Cissy McAndrew, Southwest New Mexico Green Chamber of Commerce director, said right after the Quail Ridge Fire, talks were held with the county. "We need codes to promote the non-flammable construction methods for homes."
 
Nick Sussillo, community member, formerly of the Office of Sustainability, said he has been working on the Wildfire Protection Plan.
 
He said cooperation with the county represents a new opportunity. He also reported the Forest Service has expressed a real concern this year, because of the high dry grass, the winds and human behavior. "Gabe Holguin of the Gila National Forest is concerned we will have a catastrophic fire this year. We can wait or choose to be proactive."
 
The group will work to identify and document areas of concern in the WUI. "We will names areas that cause liability.
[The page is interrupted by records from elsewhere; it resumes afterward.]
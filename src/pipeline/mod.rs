//! Build pipeline.
//!
//! # Architecture
//!
//! ```text
//!              ┌── build-assets ──┐
//!              ├── build-content ─┤
//! build_all ───┼── build-index ───┼──► BuildSummary
//!              └── build-slides ──┘
//!                (scoped threads, rayon inside each step)
//! ```
//!
//! - [`target`]: which files each target selects
//! - [`process`]: per-file read → transform → write, full or incremental
//! - [`graph`]: the step runner behind the composite build
//! - [`clean`]: output tree removal

mod clean;
mod context;
mod graph;
mod output;
mod process;
mod target;

pub use clean::clean_dir;
pub use context::BuildContext;
pub use graph::StepGraph;
pub use process::{TargetReport, build_target, rebuild_paths, remove_outputs};
pub use target::{BuildTarget, Selectors};

use std::path::PathBuf;

use anyhow::{Context, Result, bail};
use parking_lot::Mutex;

use crate::logger::ProgressLine;
use crate::utils::plural::plural_count;
use crate::{debug, log};

/// Reports of a composite build, one per target.
#[derive(Debug)]
pub struct BuildSummary {
    pub reports: Vec<TargetReport>,
}

impl BuildSummary {
    pub fn written(&self) -> usize {
        self.reports.iter().map(|r| r.written.len()).sum()
    }
}

/// Build all four targets concurrently.
///
/// A failing target does not stop the others; the error lists every step
/// that failed once all of them are done.
pub fn build_all(ctx: &BuildContext, quiet: bool) -> Result<BuildSummary> {
    let config = &ctx.config;
    if config.build.clean
        && clean_dir(&config.build.output)
            .with_context(|| format!("failed to clean {}", config.build.output.display()))?
    {
        debug!("build"; "removed {}", ctx.display(&config.build.output));
    }

    let files: Vec<(BuildTarget, Vec<PathBuf>)> = BuildTarget::ALL
        .into_iter()
        .map(|target| (target, ctx.selectors.get(target).collect()))
        .collect();

    let progress = (!quiet).then(|| {
        let counts: Vec<_> = files.iter().map(|(t, f)| (t.name(), f.len())).collect();
        ProgressLine::new(&counts)
    });
    let reports = Mutex::new(Vec::with_capacity(files.len()));

    let mut graph = StepGraph::new();
    for (target, paths) in &files {
        let reports = &reports;
        let progress = progress.as_ref();
        graph = graph.step(target.step_name(), &[], move || {
            let report = process::process_files(ctx, *target, paths, progress);
            let result = report.to_result();
            reports.lock().push(report);
            result
        });
    }
    let outcome = graph.run()?;

    if let Some(progress) = progress {
        progress.finish();
    }

    let mut reports = reports.into_inner();
    reports.sort_by_key(|r| r.target);
    for report in &reports {
        report.log_failures(ctx);
    }

    if !outcome.is_success() {
        bail!("build failed: {}", outcome.unsuccessful().join(", "));
    }

    let summary = BuildSummary { reports };
    if !quiet {
        log!("build"; "done, {} written", plural_count(summary.written(), "file"));
    }
    Ok(summary)
}

#[cfg(test)]
mod tests {
    use super::*;
    use crate::config::{test_config, test_site};
    use std::fs;

    #[test]
    fn test_build_readme_and_named_doc() {
        let dir = tempfile::tempdir().unwrap();
        test_site(dir.path());
        fs::write(dir.path().join("subjects/js/INSTALL.md"), "# Install\n").unwrap();
        let ctx = BuildContext::new(test_config(dir.path())).unwrap();

        build_all(&ctx, true).unwrap();

        let out = &ctx.config.build.output;
        let mut decks: Vec<_> = ctx
            .selectors
            .get(BuildTarget::Slides)
            .collect()
            .iter()
            .map(|p| process::output_path(&ctx, BuildTarget::Slides, p).unwrap())
            .collect();
        decks.sort();
        assert_eq!(
            decks,
            [
                out.join("subjects/js/index.html"),
                out.join("subjects/js/install/index.html")
            ]
        );

        let readme = fs::read_to_string(out.join("subjects/js/index.html")).unwrap();
        let install = fs::read_to_string(out.join("subjects/js/install/index.html")).unwrap();
        assert!(readme.contains(r#"var base = "../..";"#));
        assert!(install.contains(r#"var base = "../../..";"#));
        assert!(out.join("index.html").is_file());

        // Nothing but the two decks and the index page.
        let written = jwalk::WalkDir::new(out)
            .into_iter()
            .filter_map(Result::ok)
            .filter(|e| e.file_type().is_file())
            .count();
        assert_eq!(written, 3);
    }

    #[test]
    fn test_failing_target_reported_others_finish() {
        let dir = tempfile::tempdir().unwrap();
        test_site(dir.path());
        fs::create_dir_all(dir.path().join("assets")).unwrap();
        fs::write(dir.path().join("assets/style.css"), "body {}").unwrap();
        let ctx = BuildContext::new(test_config(dir.path())).unwrap();
        fs::remove_file(&ctx.config.build.readme).unwrap();

        let err = build_all(&ctx, true).unwrap_err();
        assert_eq!(err.to_string(), "build failed: build-index");
        assert!(ctx.config.assets_output_dir().join("style.css").is_file());
        assert!(ctx.config.content_output_dir().join("js/index.html").is_file());
    }

    #[test]
    fn test_clean_build_removes_stale_output() {
        let dir = tempfile::tempdir().unwrap();
        test_site(dir.path());
        let mut config = test_config(dir.path());
        let stale = config.build.output.join("stale.html");
        fs::create_dir_all(&config.build.output).unwrap();
        fs::write(&stale, "old").unwrap();

        config.build.clean = true;
        let ctx = BuildContext::new(config).unwrap();
        build_all(&ctx, true).unwrap();
        assert!(!stale.exists());
    }

    #[test]
    fn test_rebuild_touches_only_changed_output() {
        let dir = tempfile::tempdir().unwrap();
        test_site(dir.path());
        fs::write(dir.path().join("subjects/js/INSTALL.md"), "# Install\n").unwrap();
        let ctx = BuildContext::new(test_config(dir.path())).unwrap();
        build_all(&ctx, true).unwrap();

        let out = ctx.config.content_output_dir();
        let readme_out = out.join("js/index.html");
        let before = fs::read(&readme_out).unwrap();
        let before_mtime = fs::metadata(&readme_out).unwrap().modified().unwrap();
        let index_before = fs::read(ctx.config.build.output.join("index.html")).unwrap();

        let install = ctx.config.build.content.join("js/INSTALL.md");
        fs::write(&install, "# Installing Node\n").unwrap();
        let report = rebuild_paths(&ctx, BuildTarget::Slides, &[install]);

        assert_eq!(report.written, [out.join("js/install/index.html")]);
        assert!(
            fs::read_to_string(out.join("js/install/index.html"))
                .unwrap()
                .contains("Installing Node (Course)")
        );
        assert_eq!(fs::read(&readme_out).unwrap(), before);
        assert_eq!(
            fs::metadata(&readme_out).unwrap().modified().unwrap(),
            before_mtime
        );
        assert_eq!(
            fs::read(ctx.config.build.output.join("index.html")).unwrap(),
            index_before
        );
    }
}
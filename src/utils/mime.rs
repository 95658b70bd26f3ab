//! Content-Type lookup for the dev server.

use std::path::Path;

pub mod types {
    pub const HTML: &str = "text/html; charset=utf-8";
    pub const PLAIN: &str = "text/plain; charset=utf-8";
    pub const CSS: &str = "text/css; charset=utf-8";
    pub const JAVASCRIPT: &str = "text/javascript; charset=utf-8";
    pub const JSON: &str = "application/json";
    pub const MARKDOWN: &str = "text/markdown; charset=utf-8";
    pub const PDF: &str = "application/pdf";
    pub const OCTET_STREAM: &str = "application/octet-stream";
    pub const ZIP: &str = "application/zip";

    pub const PNG: &str = "image/png";
    pub const JPEG: &str = "image/jpeg";
    pub const GIF: &str = "image/gif";
    pub const WEBP: &str = "image/webp";
    pub const SVG: &str = "image/svg+xml";
    pub const ICO: &str = "image/x-icon";

    pub const MP4: &str = "video/mp4";
    pub const WEBM: &str = "video/webm";
    pub const MP3: &str = "audio/mpeg";

    pub const WOFF: &str = "font/woff";
    pub const WOFF2: &str = "font/woff2";
    pub const TTF: &str = "font/ttf";
    pub const OTF: &str = "font/otf";
    pub const EOT: &str = "application/vnd.ms-fontobject";
}

/// Guess MIME type from file extension (case-insensitive).
pub fn from_path(path: &Path) -> &'static str {
    let ext = path
        .extension()
        .and_then(|e| e.to_str())
        .map(str::to_ascii_lowercase);

    match ext.as_deref() {
        Some("html" | "htm") => types::HTML,
        Some("css") => types::CSS,
        Some("js" | "mjs") => types::JAVASCRIPT,
        Some("json" | "map") => types::JSON,
        Some("md") => types::MARKDOWN,
        Some("txt") => types::PLAIN,
        Some("pdf") => types::PDF,
        Some("zip") => types::ZIP,

        Some("svg") => types::SVG,
        Some("png") => types::PNG,
        Some("jpg" | "jpeg") => types::JPEG,
        Some("gif") => types::GIF,
        Some("webp") => types::WEBP,
        Some("ico") => types::ICO,

        Some("mp4" | "m4v") => types::MP4,
        Some("webm") => types::WEBM,
        Some("mp3") => types::MP3,

        Some("woff") => types::WOFF,
        Some("woff2") => types::WOFF2,
        Some("ttf") => types::TTF,
        Some("otf") => types::OTF,
        Some("eot") => types::EOT,

        _ => types::OCTET_STREAM,
    }
}

/// True for the HTML type, which receives the live-reload script.
pub fn is_html(mime: &str) -> bool {
    mime.starts_with("text/html")
}
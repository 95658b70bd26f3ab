//! A small DAG runner for named build steps.
//!
//! Steps declare the steps they depend on. Every step whose dependencies
//! are done runs at once on its own scoped thread; a step whose dependency
//! failed is skipped, and everything else keeps going.
//!
//! ```ignore
//! let report = StepGraph::new()
//!     .step("build-assets", &[], || build(Assets))
//!     .step("build-slides", &[], || build(Slides))
//!     .step("pdf", &["build-slides"], || export())
//!     .run()?;
//! ```

use std::panic::{AssertUnwindSafe, catch_unwind};

use anyhow::anyhow;
use crossbeam::channel;
use rustc_hash::FxHashMap;
use thiserror::Error;

type StepFn<'a> = Box<dyn FnOnce() -> anyhow::Result<()> + Send + 'a>;

/// The graph cannot run. Detected before any step starts.
#[derive(Debug, Error, PartialEq, Eq)]
pub enum GraphError {
    #[error("duplicate step `{0}`")]
    Duplicate(String),

    #[error("step `{step}` depends on unknown step `{dependency}`")]
    UnknownDependency { step: String, dependency: String },

    #[error("steps form a cycle: {}", .0.join(", "))]
    Cycle(Vec<String>),
}

/// Final state of one step.
#[derive(Debug)]
pub enum StepState {
    Succeeded,
    Failed(anyhow::Error),
    /// Not run because `dependency` failed or was skipped.
    Skipped { dependency: String },
}

impl StepState {
    pub const fn is_success(&self) -> bool {
        matches!(self, Self::Succeeded)
    }
}

/// States of all steps, in declaration order.
#[derive(Debug)]
pub struct GraphReport {
    pub steps: Vec<(String, StepState)>,
}

impl GraphReport {
    pub fn is_success(&self) -> bool {
        self.steps.iter().all(|(_, state)| state.is_success())
    }

    /// Names of the steps that failed or were skipped.
    pub fn unsuccessful(&self) -> Vec<&str> {
        self.steps
            .iter()
            .filter(|(_, state)| !state.is_success())
            .map(|(name, _)| name.as_str())
            .collect()
    }

    #[cfg(test)]
    pub fn state(&self, name: &str) -> Option<&StepState> {
        self.steps
            .iter()
            .find(|(step, _)| step == name)
            .map(|(_, state)| state)
    }
}

struct Step<'a> {
    name: String,
    deps: Vec<String>,
    run: StepFn<'a>,
}

#[derive(Default)]
pub struct StepGraph<'a> {
    steps: Vec<Step<'a>>,
}

impl<'a> StepGraph<'a> {
    pub fn new() -> Self {
        Self { steps: Vec::new() }
    }

    pub fn step<F>(mut self, name: &str, deps: &[&str], run: F) -> Self
    where
        F: FnOnce() -> anyhow::Result<()> + Send + 'a,
    {
        self.steps.push(Step {
            name: name.to_string(),
            deps: deps.iter().map(ToString::to_string).collect(),
            run: Box::new(run),
        });
        self
    }

    /// Resolve dependencies to indices and reject duplicates, unknown names
    /// and cycles.
    fn resolve(&self) -> Result<Vec<Vec<usize>>, GraphError> {
        let mut index: FxHashMap<&str, usize> = FxHashMap::default();
        for (i, step) in self.steps.iter().enumerate() {
            if index.insert(step.name.as_str(), i).is_some() {
                return Err(GraphError::Duplicate(step.name.clone()));
            }
        }

        let deps = self
            .steps
            .iter()
            .map(|step| {
                step.deps
                    .iter()
                    .map(|dep| {
                        index.get(dep.as_str()).copied().ok_or_else(|| {
                            GraphError::UnknownDependency {
                                step: step.name.clone(),
                                dependency: dep.clone(),
                            }
                        })
                    })
                    .collect::<Result<Vec<_>, _>>()
            })
            .collect::<Result<Vec<_>, _>>()?;

        // Kahn: whatever cannot be ordered sits on a cycle.
        let mut remaining: Vec<usize> = deps.iter().map(Vec::len).collect();
        let mut ready: Vec<usize> = (0..deps.len()).filter(|&i| remaining[i] == 0).collect();
        let mut ordered = 0;
        while let Some(i) = ready.pop() {
            ordered += 1;
            for (j, step_deps) in deps.iter().enumerate() {
                for _ in step_deps.iter().filter(|&&d| d == i) {
                    remaining[j] -= 1;
                    if remaining[j] == 0 {
                        ready.push(j);
                    }
                }
            }
        }
        if ordered < deps.len() {
            let cycle = (0..deps.len())
                .filter(|&i| remaining[i] > 0)
                .map(|i| self.steps[i].name.clone())
                .collect();
            return Err(GraphError::Cycle(cycle));
        }

        Ok(deps)
    }

    /// Run every step. Returns once all steps have finished or were skipped.
    pub fn run(self) -> Result<GraphReport, GraphError> {
        let deps = self.resolve()?;
        let count = self.steps.len();

        let mut dependents: Vec<Vec<usize>> = vec![Vec::new(); count];
        for (i, step_deps) in deps.iter().enumerate() {
            for &d in step_deps {
                dependents[d].push(i);
            }
        }
        let mut remaining: Vec<usize> = deps.iter().map(Vec::len).collect();
        let mut blocked: Vec<Option<String>> = vec![None; count];
        let mut states: Vec<Option<StepState>> = (0..count).map(|_| None).collect();

        let mut names = Vec::with_capacity(count);
        let mut runs: Vec<Option<StepFn<'a>>> = Vec::with_capacity(count);
        for step in self.steps {
            names.push(step.name);
            runs.push(Some(step.run));
        }

        std::thread::scope(|scope| {
            let (tx, rx) = channel::unbounded::<(usize, anyhow::Result<()>)>();
            let mut spawn = |i: usize| {
                let Some(run) = runs[i].take() else { return };
                let tx = tx.clone();
                scope.spawn(move || {
                    let result = catch_unwind(AssertUnwindSafe(run))
                        .unwrap_or_else(|_| Err(anyhow!("step panicked")));
                    let _ = tx.send((i, result));
                });
            };

            for i in (0..count).filter(|&i| remaining[i] == 0) {
                spawn(i);
            }

            let mut finished = 0;
            while finished < count {
                let Ok((i, result)) = rx.recv() else { break };
                let ok = result.is_ok();
                states[i] = Some(match result {
                    Ok(()) => StepState::Succeeded,
                    Err(e) => StepState::Failed(e),
                });
                finished += 1;

                let mut settled = vec![(i, ok)];
                while let Some((done, ok)) = settled.pop() {
                    for &next in &dependents[done] {
                        if !ok && blocked[next].is_none() {
                            blocked[next] = Some(names[done].clone());
                        }
                        remaining[next] -= 1;
                        if remaining[next] > 0 {
                            continue;
                        }
                        match blocked[next].clone() {
                            Some(dependency) => {
                                states[next] = Some(StepState::Skipped { dependency });
                                finished += 1;
                                settled.push((next, false));
                            }
                            None => spawn(next),
                        }
                    }
                }
            }
        });

        let steps = names
            .into_iter()
            .zip(states)
            .map(|(name, state)| {
                let state = state.unwrap_or_else(|| StepState::Failed(anyhow!("step did not finish")));
                (name, state)
            })
            .collect();
        Ok(GraphReport { steps })
    }
}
We have challenges in front of us, but it is a valuable task."
 
Peña asked for approval and received it to support an application for New Mexico Finance Authority under the Colonias Infrastructure Fund for Phase II street and drainage improvements on Silver Street. "We already have matching funds, and will complete paving, curb and gutter, signage and striping."
 
Robert Esqueda, Utilities director, asked for and received support of an application to the NMFA under the CIF for wastewater treatment plan improvements.
 
"This will be for a belt filter press, which will allow mechanical dewatering of sludge," Esqueda said. 
 
He said the town has to spend a considerable amount of time turning the sludge at the dewatering beds to allow natural elements to dry it out. 
 
Brown said the town ordinance that sets the water and sewer rates pay for most services. "But we will get a response from NMFA before next year's budget, so we can begin doing the process more efficiently."
 
Esqueda said the electricity usage would be augmented by the solar array on site. 
 
Marguerite Flannagan was named to the Museum Board.
 
The rest of the meeting, which consisted of comments from Marshall about his mayoral tenure will be covered in a subsequent article.